That is positively amazing that it only took five minutes for someone to reply.

I shall respond to you with another question: "Does that mean that, if I believe something, it is thereby true?"
It is true in the sense that it is a truth for you. If I believed with all my might that the sky was purple then that would be the truth for me even if the sky is blue for you. The world is only what we perceive and how do you know that the sky isn't purple? How do you even know the sky is blue? For you the sky being blue is the truth but that is purely subjective, it is only what you perceive. You could argue that there is scientific proof that the sky is blue because of reflections of the oceans or something (I can't quite remember) but then you are talking about an entirely different form of truth, you are thinking about scientific truth which in itself is only true until another theory is proved to be more correct. This would be a more subjective and universal truth if we fully understood the universe but a scientific truth used to be that the earth was flat, a better theory was then thought of and proved but there is room for change. In both the more scientific and personal truths we are still constantly learning more about the world we live in and this changes the way we see it, thus changing the truths we think we believe. Woops I did not mean to right this much and I hope it makes sense.
Okay. My next question: "Do you exist?"
I suppose a better way of phrasing that might be: "Isn't there a concrete reality that is the ground for the possibility of our perceptions?
The light down to which the sky refracts does have a measurable frequency that is certain. Our eyes or brains may perceive it different ways, but the reality of the light wave doesn't change depending on who is perceiving it.
I would also say that, in general, having something be "true for you" but not true in reality is a condition we commonly refer to as "being wrong."
If you truly believe it.
That seems like an unnecessary step. Why should we have to say that it is true or "true to them" when we can just say that they believe it to be true? Why do we have to give it more objective credibility than it is in fact due?
If I were to believe the Earth to be flat, my perception would be valid and harmless. However, I would still be wrong. Just because someone chooses to believe or not believe something, and that helps their lives be easier, that doesn't make it true.
I believe we can support people where they are without creating an artificial construct wherein everything everyone believes is right.
Well that's the thing, you know the earth is round. That is the truth to you. That's all that really matters. And you will probably die believing that. Reality is only what we perceive it to be.
Are you saying that we live only in our heads? That all we encounter are phantasms?
Well isn't that the entire justification of 'I think therefore I am'? It is the idea that nothing around us can be truly verified. I have no way of truly knowing any of you exist outside of my own mind, you could be the product of psychosis or you could be real human beings. I only know that I exist because I think inside my own head, and thus I am the starting point for the other perceptions. I know I exist although I cannot truly prove what form I exist in. For example, if I truly believed that gravity did not exist and everything in my world floated, then even if you tried to explain the scientific laws of gravity to me I would not believe you, I would not be able to understand your concept because my perception of the world is that gravity does not exist and things float. That would be a scientific truth in my own mind.

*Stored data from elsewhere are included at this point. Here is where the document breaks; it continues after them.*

//! Listing claim and problem-report payloads

use serde::Deserialize;
use uuid::Uuid;

use super::validation::{optional_email, required_text, ValidationError};

const MAX_NAME_LEN: usize = 200;
const MAX_FEEDBACK_LEN: usize = 5000;

/// Body of `POST /api/locations/{id}/claims`
#[derive(Debug, Clone, Deserialize)]
pub struct ClaimRequest {
    pub name: String,
    pub email: String,
}

#[derive(Debug, Clone, PartialEq, Eq)]
pub struct ValidClaim {
    pub name: String,
    pub email: String,
}

impl ClaimRequest {
    pub fn validate(self) -> Result<ValidClaim, ValidationError> {
        let name = required_text("name", &self.name, MAX_NAME_LEN)?;
        let email = optional_email(Some(&self.email))?
            .ok_or(ValidationError::Empty { field: "email" })?;
        Ok(ValidClaim { name, email })
    }
}

/// Body of `POST /api/feedback`
#[derive(Debug, Clone, Deserialize)]
pub struct FeedbackRequest {
    pub location_id: Option<Uuid>,
    pub feedback: String,
    pub email: Option<String>,
}

#[derive(Debug, Clone, PartialEq, Eq)]
pub struct ValidFeedback {
    pub location_id: Option<Uuid>,
    pub feedback: String,
    pub email: Option<String>,
}

impl FeedbackRequest {
    pub fn validate(self) -> Result<ValidFeedback, ValidationError> {
        Ok(ValidFeedback {
            location_id: self.location_id,
            feedback: required_text("feedback", &self.feedback, MAX_FEEDBACK_LEN)?,
            email: optional_email(self.email.as_deref())?,
        })
    }
}

#[cfg(test)]
mod tests {
    use super::*;

    #[test]
    fn claim_requires_name_and_email() {
        let ok = ClaimRequest {
            name: " Pat Owner ".into(),
            email: "pat@vents.example".into(),
        }
        .validate()
        .unwrap();
        assert_eq!(ok.name, "Pat Owner");

        let missing_email = ClaimRequest {
            name: "Pat".into(),
            email: " ".into(),
        };
        assert_eq!(
            missing_email.validate(),
            Err(ValidationError::Empty { field: "email" })
        );
    }

    #[test]
    fn feedback_location_is_optional() {
        let fb = FeedbackRequest {
            location_id: None,
            feedback: "Phone number is wrong".into(),
            email: None,
        }
        .validate()
        .unwrap();
        assert_eq!(fb.location_id, None);
        assert_eq!(fb.feedback, "Phone number is wrong");
    }

    #[test]
    fn blank_feedback_rejected() {
        let fb = FeedbackRequest {
            location_id: Some(Uuid::new_v4()),
            feedback: "\n".into(),
            email: None,
        };
        assert_eq!(fb.validate(), Err(ValidationError::Empty { field: "feedback" }));
    }
}
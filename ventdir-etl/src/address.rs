//! Google Maps address strings to location columns

use once_cell::sync::Lazy;
use regex::Regex;
use serde::Serialize;
use ventdir_core::states::state_name;

static STATE_ZIP: Lazy<Regex> =
    Lazy::new(|| Regex::new(r"^([A-Z]{2})\s+(\d{5}(?:-\d{4})?)$").expect("invalid state/zip regex"));

const COUNTRY_SUFFIX: &str = ", United States";

/// Address columns of a `locations` row
#[derive(Debug, Clone, PartialEq, Eq, Serialize)]
pub struct ParsedAddress {
    /// Full address with the state spelled out
    pub street_address: String,
    pub city: String,
    /// Full state name
    pub state: String,
    pub postal_code: String,
}

impl ParsedAddress {
    /// Service-area style address when there is no street part.
    pub fn city_only(city: &str, state: &str, postal_code: &str) -> Self {
        let street_address = if postal_code.is_empty() {
            format!("{city}, {state}")
        } else {
            format!("{city}, {state} {postal_code}")
        };
        Self {
            street_address,
            city: city.to_string(),
            state: state.to_string(),
            postal_code: postal_code.to_string(),
        }
    }
}

/// Parse `"8 N Grant St, Brownsburg, IN 46112, United States"`.
///
/// The last comma part must be `ST 12345` (or ZIP+4) and the one before it
/// is the city; anything earlier is the street.
pub fn parse_address(raw: &str) -> Option<ParsedAddress> {
    let cleaned = raw.trim();
    let cleaned = cleaned.strip_suffix(COUNTRY_SUFFIX).unwrap_or(cleaned).trim();

    let parts: Vec<&str> = cleaned.split(',').map(str::trim).collect();
    if parts.len() < 2 {
        return None;
    }

    let caps = STATE_ZIP.captures(parts[parts.len() - 1])?;
    let state = state_name(&caps[1]);
    let postal_code = &caps[2];
    let city = parts[parts.len() - 2];

    if parts.len() == 2 {
        return Some(ParsedAddress::city_only(city, &state, postal_code));
    }

    let street = parts[..parts.len() - 2].join(", ");
    Some(ParsedAddress {
        street_address: format!("{street}, {city}, {state} {postal_code}"),
        city: city.to_string(),
        state,
        postal_code: postal_code.to_string(),
    })
}

#[cfg(test)]
mod tests {
    use super::*;

    #[test]
    fn full_address() {
        let parsed = parse_address("8 N Grant St, Brownsburg, IN 46112, United States").unwrap();
        assert_eq!(parsed.street_address, "8 N Grant St, Brownsburg, Indiana 46112");
        assert_eq!(parsed.city, "Brownsburg");
        assert_eq!(parsed.state, "Indiana");
        assert_eq!(parsed.postal_code, "46112");
    }

    #[test]
    fn multi_part_street_and_zip_plus_four() {
        let parsed = parse_address("Suite 200, 55 Main St, Dayton, OH 45402-1234").unwrap();
        assert_eq!(parsed.street_address, "Suite 200, 55 Main St, Dayton, Ohio 45402-1234");
        assert_eq!(parsed.postal_code, "45402-1234");
    }

    #[test]
    fn city_and_state_only() {
        let parsed = parse_address("Carmel, IN 46032").unwrap();
        assert_eq!(parsed.street_address, "Carmel, Indiana 46032");
    }

    #[test]
    fn rejects_unparseable() {
        assert_eq!(parse_address(""), None);
        assert_eq!(parse_address("Indianapolis"), None);
        assert_eq!(parse_address("Main St, Indianapolis, Indiana"), None);
        assert_eq!(parse_address("Main St, Indianapolis, in 46204"), None);
    }
}
//! Postgres pool shared by every request handler
//!
//! Handlers borrow the pool from `AppState` for the length of one request.
//! A database that is down fails the request after `ACQUIRE_TIMEOUT`
//! instead of holding the client until it gives up.

use std::time::Duration;

use sqlx::postgres::PgPoolOptions;
use sqlx::PgPool;

/// Connections when `database.max_connections` is not configured.
pub const DEFAULT_MAX_CONNECTIONS: u32 = 5;

/// Longest a handler waits for a free connection.
pub const ACQUIRE_TIMEOUT: Duration = Duration::from_secs(5);

/// Pool at `database_url` with the default connection limit.
///
/// ```ignore
/// let pool = create_pool("postgres://localhost/ventdir").await?;
/// ```
pub async fn create_pool(database_url: &str) -> Result<PgPool, sqlx::Error> {
    create_pool_with_options(database_url, DEFAULT_MAX_CONNECTIONS).await
}

/// Pool sized from `[database] max_connections`. Connects eagerly so a bad
/// URL fails at startup.
pub async fn create_pool_with_options(
    database_url: &str,
    max_connections: u32,
) -> Result<PgPool, sqlx::Error> {
    tracing::debug!(max_connections, "connecting to database");
    pool_options(max_connections).connect(database_url).await
}

fn pool_options(max_connections: u32) -> PgPoolOptions {
    PgPoolOptions::new()
        .max_connections(max_connections.max(1))
        .acquire_timeout(ACQUIRE_TIMEOUT)
}

#[cfg(test)]
mod tests {
    use super::*;

    #[test]
    fn options_follow_config() {
        let options = pool_options(12);
        assert_eq!(options.get_max_connections(), 12);
        assert_eq!(options.get_acquire_timeout(), ACQUIRE_TIMEOUT);
        assert_eq!(pool_options(0).get_max_connections(), 1);
    }

    // Run with: DATABASE_URL=postgres://... cargo test -p ventdir-server -- --ignored

    #[tokio::test]
    #[ignore = "requires database"]
    async fn pool_acquires_connection() {
        let url = std::env::var("DATABASE_URL").expect("DATABASE_URL required");
        let pool = create_pool(&url).await.expect("pool creation failed");

        let result: (i32,) = sqlx::query_as("SELECT 1")
            .fetch_one(&pool)
            .await
            .expect("query failed");

        assert_eq!(result.0, 1);
    }

    #[tokio::test]
    #[ignore = "requires database"]
    async fn radius_function_is_installed() {
        let url = std::env::var("DATABASE_URL").expect("DATABASE_URL required");
        let pool = create_pool(&url).await.expect("pool creation failed");

        let (exists,): (bool,) = sqlx::query_as(
            "SELECT EXISTS (SELECT 1 FROM pg_proc WHERE proname = 'locations_within_radius')",
        )
        .fetch_one(&pool)
        .await
        .expect("query failed");

        assert!(exists);
    }
}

Descartes' "Third Meditation" is indeed a reduction unto self. To prove the existence of God (the reason he wrote this meditation), he has to begin with something that is certain. Notice that he never says that one can never be certain of anything; rather, he acknowledges that from our limited human perspective, the most certain of things is our own existence.
Here's a question: all of the musings, questions, and speculations about whether or not that world outside of yourself is real... are they anything better than pointless?
Pointless questions can truly diminish the quality of your life. Descartes actually examines this as well in the Meditations. It is necessary to trust in order to live. We must trust that the world around us is as we perceive it. Even if it is not so, we can have no peace, nor joy, nor satisfaction without that presumption.
If we can offer reasonable proof based on our perceptions and observation as to the existence and reasonableness of this world, but by perception and observation no one can disprove the existence or reasonableness of this world, what might be the appropriate response?
Unchangeable, maby not (depending on the circumstances) but there is truth, certainly.